Document Type: Original Article
Department of Neurology, School of Medicine, Isfahan University of Medical Sciences, Isfahan, Iran
Functional Neurosurgery Research Center, Shohada Tajrish Comprehensive Neurosurgical Center of Excellence, Shahid Beheshti University of Medical Sciences, Tehran, Iran
Functional Neurosurgery Research Center, Shohada Tajrish Comprehensive Neurosurgical Center of Excellence, Shahid Beheshti University of Medical Sciences, Tehran, Iran School of Medicine, Shahid Beheshti University of Medical Sciences, Tehran, Iran
School of Medicine, Yazd University of Medical Sciences, Yazd, Iran
Background: Despite many studies, it is still unclear how patients with neuromyelitis optica spectrum disorder (NMOSD) would respond to coronavirus disease 2019 (COVID-19). We conducted a research on prevalence of COVID-19 in patients with NMOSD in Isfahan, Iran. We have also reviewed the recent publications on this issue.

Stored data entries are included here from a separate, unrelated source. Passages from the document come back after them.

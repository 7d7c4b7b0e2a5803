//! Logging initialization module

use std::str::FromStr;
use std::sync::Once;
use tracing_subscriber::{util::SubscriberInitExt, EnvFilter};

/// Logging profile configuration
#[derive(Debug, Clone, Copy, PartialEq, Eq)]
pub enum Profile {
    /// Human-readable output for development
    Development,
    /// JSON structured output for production
    Production,
    /// Bare registry; tests install their own capture layer
    Test,
}

impl FromStr for Profile {
    type Err = crate::errors::ModelError;

    fn from_str(s: &str) -> Result<Self, Self::Err> {
        match s.trim().to_ascii_lowercase().as_str() {
            "development" | "dev" | "pretty" | "text" => Ok(Profile::Development),
            "production" | "prod" | "json" => Ok(Profile::Production),
            "test" => Ok(Profile::Test),
            other => Err(crate::errors::ModelError::UnknownVariant {
                field: "log profile".to_string(),
                value: other.to_string(),
            }),
        }
    }
}

static INIT_ONCE: Once = Once::new();

/// Initialize the logging facility
///
/// Call once at startup; later calls are ignored. `RUST_LOG` overrides the
/// default filter in every profile.
///
/// # Profiles
///
/// - **Development**: Human-readable logs, `quiver=debug`
/// - **Production**: JSON structured logs, `quiver=info`
/// - **Test**: No output
pub fn init(profile: Profile) {
    INIT_ONCE.call_once(|| match profile {
        Profile::Development => {
            tracing_subscriber::fmt()
                .with_writer(std::io::stderr)
                .with_env_filter(
                    EnvFilter::try_from_default_env()
                        .unwrap_or_else(|_| EnvFilter::new("quiver=debug")),
                )
                .init();
        }
        Profile::Production => {
            tracing_subscriber::fmt()
                .json()
                .with_writer(std::io::stderr)
                .with_env_filter(
                    EnvFilter::try_from_default_env()
                        .unwrap_or_else(|_| EnvFilter::new("quiver=info")),
                )
                .init();
        }
        Profile::Test => {
            tracing_subscriber::registry().init();
        }
    });
}

#[cfg(test)]
mod tests {
    use super::*;

    #[test]
    fn test_init_idempotent() {
        init(Profile::Test);
        init(Profile::Test);
        init(Profile::Development);
    }

    #[test]
    fn test_profile_from_str() {
        assert_eq!("json".parse::<Profile>().ok(), Some(Profile::Production));
        assert_eq!("Dev".parse::<Profile>().ok(), Some(Profile::Development));
        assert!("verbose".parse::<Profile>().is_err());
    }
}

Methods: 149 patients with NMOSD who were under medications were monitored for confirmed cases of COVID-19. Prevalence of COVID-19 in addition to mean age, mean duration of disease, and mean age of onset of infected patients and uninfected patients were calculated via Microsoft Excel software.

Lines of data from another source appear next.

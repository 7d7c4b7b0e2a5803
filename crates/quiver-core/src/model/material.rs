//! Material classification for shafts
//!
//! Scraped material strings are free text in several languages. Everything
//! stored in `arrows.material` is reduced to one of the [`Material`] names.

use once_cell::sync::Lazy;
use regex::Regex;
use serde::{Deserialize, Serialize};

#[derive(Debug, Clone, Copy, PartialEq, Eq, Hash, Serialize, Deserialize)]
pub enum Material {
    #[serde(rename = "Carbon")]
    Carbon,
    #[serde(rename = "Carbon / Aluminum")]
    CarbonAluminum,
    #[serde(rename = "Aluminum")]
    Aluminum,
    #[serde(rename = "Wood")]
    Wood,
    #[serde(rename = "Fiberglass")]
    Fiberglass,
}

impl Material {
    pub const STANDARD: [Material; 5] = [
        Material::Carbon,
        Material::CarbonAluminum,
        Material::Aluminum,
        Material::Wood,
        Material::Fiberglass,
    ];

    /// Exact database spelling
    pub fn as_str(&self) -> &'static str {
        match self {
            Material::Carbon => "Carbon",
            Material::CarbonAluminum => "Carbon / Aluminum",
            Material::Aluminum => "Aluminum",
            Material::Wood => "Wood",
            Material::Fiberglass => "Fiberglass",
        }
    }

    /// Exact match against the standard names
    pub fn from_standard(value: &str) -> Option<Material> {
        Self::STANDARD.into_iter().find(|m| m.as_str() == value)
    }

    pub fn is_standard(value: &str) -> bool {
        Self::from_standard(value).is_some()
    }

    /// Convert a user's material preference into the stored spelling
    ///
    /// Known keys map onto standard names; anything else is title-cased so
    /// it can still be compared against custom rows.
    pub fn preference_to_db(preference: &str) -> String {
        match preference.trim().to_lowercase().as_str() {
            "carbon" => Material::Carbon.as_str().to_string(),
            "aluminum" => Material::Aluminum.as_str().to_string(),
            "carbon-aluminum" => Material::CarbonAluminum.as_str().to_string(),
            "wood" => Material::Wood.as_str().to_string(),
            "fiberglass" => Material::Fiberglass.as_str().to_string(),
            other => title_case(other),
        }
    }
}

impl std::fmt::Display for Material {
    fn fmt(&self, f: &mut std::fmt::Formatter<'_>) -> std::fmt::Result {
        f.write_str(self.as_str())
    }
}

fn title_case(value: &str) -> String {
    let mut out = String::with_capacity(value.len());
    let mut at_word_start = true;
    for c in value.chars() {
        if c.is_alphabetic() {
            if at_word_start {
                out.extend(c.to_uppercase());
            } else {
                out.extend(c.to_lowercase());
            }
            at_word_start = false;
        } else {
            out.push(c);
            at_word_start = true;
        }
    }
    out
}

const NON_WOOD_MARKERS: [&str; 3] = ["carbon", "aluminum", "alloy"];

const WOOD_PATTERNS: [&str; 11] = [
    r"\bwood\b",
    r"\bcedar\b",
    r"\bpine\b",
    r"\boak\b",
    r"\bash\b",
    r"\bbirch\b",
    r"\bhickory\b",
    r"\bbamboo\b",
    r"\bdouglas fir\b",
    r"\bsitka spruce\b",
    r"\bport orford cedar\b",
];

/// Phrases that describe a wood look on a non-wood shaft
const COSMETIC_WOOD: [&str; 7] = [
    "bamboo look",
    "wood-grained",
    "wood grain",
    "cedar look",
    "wood appearance",
    "wooden look",
    "wood finish",
];

const CARBON_ALUMINUM_PHRASES: [&str; 15] = [
    "carbon core with 7075 alloy jacket",
    "carbon-core with 7075-alloy metal jacket",
    "carbon core with aluminum jacket",
    "carbon with aluminum jacket",
    "carbon fiber bonded to a 7075 alloy core",
    "carbon fiber bonded to a precision 7075 alloy core",
    "carbon and 7075 aluminum composited",
    "carbon and aluminum",
    "carbon fiber on a precision, thin-wall aluminum core",
    "carbon fiber on aluminum core",
    "carbon fiber on a aluminum core",
    "carbon on aluminum core",
    "carbon fiber with aluminum core",
    "fmj construction",
    "fmj",
];

const ALUMINUM_MARKERS: [&str; 6] = ["aluminum", "aluminium", "alloy", "enaw", "7075", "7001"];
const CARBON_MARKERS: [&str; 2] = ["carbon", "carb"];

static WOOD_REGEXES: Lazy<Vec<Regex>> = Lazy::new(|| {
    WOOD_PATTERNS
        .iter()
        .filter_map(|p| Regex::new(p).ok())
        .collect()
});

fn contains_any(haystack: &str, needles: &[&str]) -> bool {
    needles.iter().any(|n| haystack.contains(n))
}

/// Reduce a scraped material (plus optional description) to a standard name
///
/// Only Carbon, Carbon / Aluminum, Aluminum and Wood are produced. Empty
/// input defaults to Carbon.
pub fn normalize_material(material: Option<&str>, description: Option<&str>) -> Material {
    let mut combined = String::new();
    if let Some(m) = material {
        combined.push_str(m);
    }
    if let Some(d) = description {
        combined.push(' ');
        combined.push_str(d);
    }
    if combined.trim().is_empty() {
        return Material::Carbon;
    }
    let text = combined.to_lowercase();

    if !contains_any(&text, &NON_WOOD_MARKERS) {
        let has_wood = WOOD_REGEXES.iter().any(|re| re.is_match(&text));
        if has_wood && !contains_any(&text, &COSMETIC_WOOD) {
            return Material::Wood;
        }
    }

    if contains_any(&text, &CARBON_ALUMINUM_PHRASES) {
        return Material::CarbonAluminum;
    }

    if contains_any(&text, &ALUMINUM_MARKERS) && !contains_any(&text, &CARBON_MARKERS) {
        return Material::Aluminum;
    }

    Material::Carbon
}

/// Known variants, checked in order as substrings
const MATERIAL_MAPPING: [(&str, Material); 20] = [
    ("kohlefaser", Material::Carbon),
    ("kohlenstoff", Material::Carbon),
    ("carbonfaser", Material::Carbon),
    ("aluminium", Material::Aluminum),
    ("holz", Material::Wood),
    ("fiberglas", Material::Fiberglass),
    ("carbon fiber", Material::Carbon),
    ("carbon fibre", Material::Carbon),
    ("graphite", Material::Carbon),
    ("alloy", Material::Aluminum),
    ("wood shaft", Material::Wood),
    ("wooden", Material::Wood),
    ("timber", Material::Wood),
    ("glass", Material::Fiberglass),
    ("carbon-aluminum", Material::CarbonAluminum),
    ("carbon/aluminum", Material::CarbonAluminum),
    ("carbon + aluminum", Material::CarbonAluminum),
    ("carbon core aluminum jacket", Material::CarbonAluminum),
    ("carbon aluminum", Material::CarbonAluminum),
    ("carbon aluminium", Material::CarbonAluminum),
];

/// Suggest the standard name for a non-standard stored material
pub fn suggest_material_mapping(raw: &str) -> Material {
    let text = raw.trim().to_lowercase();
    if text.is_empty() {
        return Material::Carbon;
    }

    if let Some((_, m)) = MATERIAL_MAPPING.iter().find(|(v, _)| text.contains(v)) {
        return *m;
    }

    if contains_any(&text, &["carbon", "graphite", "fibre", "fiber"]) {
        if contains_any(&text, &["aluminum", "alloy", "metal"]) {
            return Material::CarbonAluminum;
        }
        return Material::Carbon;
    }
    if contains_any(&text, &["aluminum", "alloy"]) {
        return Material::Aluminum;
    }
    if contains_any(&text, &["wood", "cedar", "pine", "bamboo", "ash"]) {
        return Material::Wood;
    }
    if text.contains("glass") {
        return Material::Fiberglass;
    }
    Material::Carbon
}

/// True when the stored material names a wood shaft
pub fn is_wood_material(material: Option<&str>) -> bool {
    material
        .map(|m| m.to_lowercase().contains("wood"))
        .unwrap_or(false)
}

Results: The prevalence of COVID-19 in studied patients with NMOSD was 5.37%. Mean age, mean duration of disease, and mean age of onset of eight patients (male to female ratio: 1:3) diagnosed with COVID-19 were 33.62 ± 5.20 years, 6.87 ± 6.05 years, and 26.75 ± 6.94 years, respectively, while they were 39.97 ± 11.37 years, 7.50 ± 3.91 years, and 32.46 ± 11.29 years for uninfected patients with NMOSD (n = 141). No significant association was observed between the type of medications and prevalence of COVID-19 (P > 0.05).

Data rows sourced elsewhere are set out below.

use thiserror::Error;

/// Result type alias using ModelError
pub type Result<T> = std::result::Result<T, ModelError>;

// ========== Error Facility ==========

/// Canonical error kind taxonomy
///
/// A stable classification of every error raised by Quiver. Each kind maps
/// to a stable error code usable by tests, logs and the CLI.
#[derive(Debug, Clone, Copy, PartialEq, Eq)]
pub enum ExErrorKind {
    // Structural/Validation
    InvalidInput,
    NotFound,
    AlreadyExists,
    ConstraintViolation,
    InvalidSpecification,

    // Migrations
    MigrationFailed,
    /// Pending migrations reference each other circularly or name unknown versions
    DependencyCycle,
    ChecksumMismatch,

    // Scraping
    /// The LLM returned something that could not be turned into arrow data
    ExtractionFailed,
    Configuration,

    // Integration/IO
    Io,
    Serialization,
    Persistence,
    ExternalService,
    Timeout,

    // Internal
    Internal,
}

impl ExErrorKind {
    /// Get the stable error code for this kind
    pub fn code(&self) -> &'static str {
        match self {
            ExErrorKind::InvalidInput => "ERR_INVALID_INPUT",
            ExErrorKind::NotFound => "ERR_NOT_FOUND",
            ExErrorKind::AlreadyExists => "ERR_ALREADY_EXISTS",
            ExErrorKind::ConstraintViolation => "ERR_CONSTRAINT_VIOLATION",
            ExErrorKind::InvalidSpecification => "ERR_INVALID_SPECIFICATION",
            ExErrorKind::MigrationFailed => "ERR_MIGRATION_FAILED",
            ExErrorKind::DependencyCycle => "ERR_DEPENDENCY_CYCLE",
            ExErrorKind::ChecksumMismatch => "ERR_CHECKSUM_MISMATCH",
            ExErrorKind::ExtractionFailed => "ERR_EXTRACTION_FAILED",
            ExErrorKind::Configuration => "ERR_CONFIGURATION",
            ExErrorKind::Io => "ERR_IO",
            ExErrorKind::Serialization => "ERR_SERIALIZATION",
            ExErrorKind::Persistence => "ERR_PERSISTENCE",
            ExErrorKind::ExternalService => "ERR_EXTERNAL_SERVICE",
            ExErrorKind::Timeout => "ERR_TIMEOUT",
            ExErrorKind::Internal => "ERR_INTERNAL",
        }
    }
}

/// Canonical structured error type
///
/// Carries classification fields for programmatic handling and context
/// (operation, entity) for debugging.
#[derive(Debug, Clone)]
pub struct ExError {
    kind: ExErrorKind,
    op: Option<String>,
    entity_id: Option<String>,
    message: String,
    source: Option<Box<ExError>>,
}

impl ExError {
    /// Create a new error with the specified kind
    pub fn new(kind: ExErrorKind) -> Self {
        Self {
            kind,
            op: None,
            entity_id: None,
            message: String::new(),
            source: None,
        }
    }

    /// Add operation context
    pub fn with_op(mut self, op: impl Into<String>) -> Self {
        self.op = Some(op.into());
        self
    }

    /// Add entity ID context (arrow id, migration version, manufacturer, url)
    pub fn with_entity_id(mut self, id: impl Into<String>) -> Self {
        self.entity_id = Some(id.into());
        self
    }

    /// Add custom message
    pub fn with_message(mut self, message: impl Into<String>) -> Self {
        self.message = message.into();
        self
    }

    /// Add source error
    pub fn with_source(mut self, source: ExError) -> Self {
        self.source = Some(Box::new(source));
        self
    }

    /// Get the error kind
    pub fn kind(&self) -> ExErrorKind {
        self.kind
    }

    /// Get the stable error code
    pub fn code(&self) -> &'static str {
        self.kind.code()
    }

    /// Get the operation context, if any
    pub fn op(&self) -> Option<&str> {
        self.op.as_deref()
    }

    /// Get the entity ID context, if any
    pub fn entity_id(&self) -> Option<&str> {
        self.entity_id.as_deref()
    }

    /// Get the error message
    pub fn message(&self) -> &str {
        &self.message
    }

    /// Get the source error, if any
    pub fn source_error(&self) -> Option<&ExError> {
        self.source.as_deref()
    }
}

impl std::fmt::Display for ExError {
    fn fmt(&self, f: &mut std::fmt::Formatter<'_>) -> std::fmt::Result {
        write!(f, "[{}]", self.code())?;
        if let Some(op) = &self.op {
            write!(f, " in operation '{}'", op)?;
        }
        if !self.message.is_empty() {
            write!(f, ": {}", self.message)?;
        }
        if let Some(entity_id) = &self.entity_id {
            write!(f, " (entity_id: {})", entity_id)?;
        }
        if let Some(source) = &self.source {
            write!(f, " <- {}", source)?;
        }
        Ok(())
    }
}

impl std::error::Error for ExError {
    fn source(&self) -> Option<&(dyn std::error::Error + 'static)> {
        self.source
            .as_deref()
            .map(|s| s as &(dyn std::error::Error + 'static))
    }
}

// ========== End Error Facility ==========

/// Validation errors raised by the domain model and calculators
#[derive(Error, Debug, Clone, PartialEq)]
pub enum ModelError {
    /// Manufacturer name missing or blank
    #[error("Manufacturer name cannot be empty")]
    EmptyManufacturer,

    /// Model name missing or blank
    #[error("Model name cannot be empty")]
    EmptyModelName,

    /// Arrow carries no spine specifications
    #[error("Arrow {model_name} has no spine specifications")]
    NoSpineSpecifications { model_name: String },

    /// Same spine listed twice for one arrow
    #[error("Arrow {model_name} lists spine {spine} more than once")]
    DuplicateSpine { model_name: String, spine: u32 },

    #[error("Spine {spine} is outside 1..=2000")]
    SpineOutOfRange { spine: u32 },

    #[error("Outer diameter {value} must be in (0, 1.0]")]
    InvalidOuterDiameter { value: f64 },

    #[error("Inner diameter {inner} must be positive and smaller than outer diameter {outer}")]
    InvalidInnerDiameter { inner: f64, outer: f64 },

    #[error("GPI weight {value} must be in (0, 50]")]
    InvalidGpi { value: f64 },

    /// Calculator input that cannot produce a meaningful result
    #[error("Invalid calculator input: {reason}")]
    InvalidCalculatorInput { reason: String },

    /// Unknown enumerated value (bow type, cam type, rest type ...)
    #[error("Unknown {field} value: {value}")]
    UnknownVariant { field: String, value: String },
}

impl From<ModelError> for ExError {
    fn from(err: ModelError) -> Self {
        match err {
            ModelError::EmptyManufacturer => ExError::new(ExErrorKind::InvalidSpecification)
                .with_op("validate_arrow")
                .with_message("Manufacturer name cannot be empty"),

            ModelError::EmptyModelName => ExError::new(ExErrorKind::InvalidSpecification)
                .with_op("validate_arrow")
                .with_message("Model name cannot be empty"),

            ModelError::NoSpineSpecifications { model_name } => {
                ExError::new(ExErrorKind::InvalidSpecification)
                    .with_op("validate_arrow")
                    .with_entity_id(model_name)
                    .with_message("Arrow has no spine specifications")
            }

            ModelError::DuplicateSpine { model_name, spine } => {
                ExError::new(ExErrorKind::InvalidSpecification)
                    .with_op("validate_arrow")
                    .with_entity_id(model_name)
                    .with_message(format!("Duplicate spine {}", spine))
            }

            e @ (ModelError::SpineOutOfRange { .. }
            | ModelError::InvalidOuterDiameter { .. }
            | ModelError::InvalidInnerDiameter { .. }
            | ModelError::InvalidGpi { .. }) => ExError::new(ExErrorKind::InvalidSpecification)
                .with_op("validate_spine_specification")
                .with_message(e.to_string()),

            ModelError::InvalidCalculatorInput { reason } => {
                ExError::new(ExErrorKind::InvalidInput)
                    .with_op("calculate")
                    .with_message(reason)
            }

            ModelError::UnknownVariant { field, value } => ExError::new(ExErrorKind::InvalidInput)
                .with_op("parse")
                .with_entity_id(value)
                .with_message(format!("Unknown {}", field)),
        }
    }
}

#[cfg(test)]
mod tests {
    use super::*;

    #[test]
    fn test_codes_are_prefixed_and_unique() {
        let kinds = [
            ExErrorKind::InvalidInput,
            ExErrorKind::NotFound,
            ExErrorKind::AlreadyExists,
            ExErrorKind::ConstraintViolation,
            ExErrorKind::InvalidSpecification,
            ExErrorKind::MigrationFailed,
            ExErrorKind::DependencyCycle,
            ExErrorKind::ChecksumMismatch,
            ExErrorKind::ExtractionFailed,
            ExErrorKind::Configuration,
            ExErrorKind::Io,
            ExErrorKind::Serialization,
            ExErrorKind::Persistence,
            ExErrorKind::ExternalService,
            ExErrorKind::Timeout,
            ExErrorKind::Internal,
        ];
        let mut codes: Vec<&str> = kinds.iter().map(|k| k.code()).collect();
        assert!(codes.iter().all(|c| c.starts_with("ERR_")));
        codes.sort_unstable();
        codes.dedup();
        assert_eq!(codes.len(), kinds.len());
    }

    #[test]
    fn test_display_includes_context() {
        let err = ExError::new(ExErrorKind::NotFound)
            .with_op("get_arrow")
            .with_entity_id("42")
            .with_message("Arrow not found");
        let s = err.to_string();
        assert_eq!(
            s,
            "[ERR_NOT_FOUND] in operation 'get_arrow': Arrow not found (entity_id: 42)"
        );
    }

    #[test]
    fn test_source_chain() {
        let inner = ExError::new(ExErrorKind::Persistence).with_message("disk full");
        let outer = ExError::new(ExErrorKind::MigrationFailed).with_source(inner);
        assert_eq!(
            outer.source_error().map(|e| e.kind()),
            Some(ExErrorKind::Persistence)
        );
        assert!(std::error::Error::source(&outer).is_some());
    }
}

Conclusion: There is not a consensus in the literature on the prevalence of COVID-19 in patients with NMOSD and the effect of NMOSD medications on susceptibility to severe acute respiratory syndrome coronavirus 2 (SARS-CoV-2). The prevalence of COVID-19 in our sample was 5.37%. The impact of the kind of NMOSD medication on the prevalence of COVID-19 in patients with NMOSD was found to be insignificant. Moreover, the infected patients were relatively younger, and their disease started earlier in comparison to uninfected patients.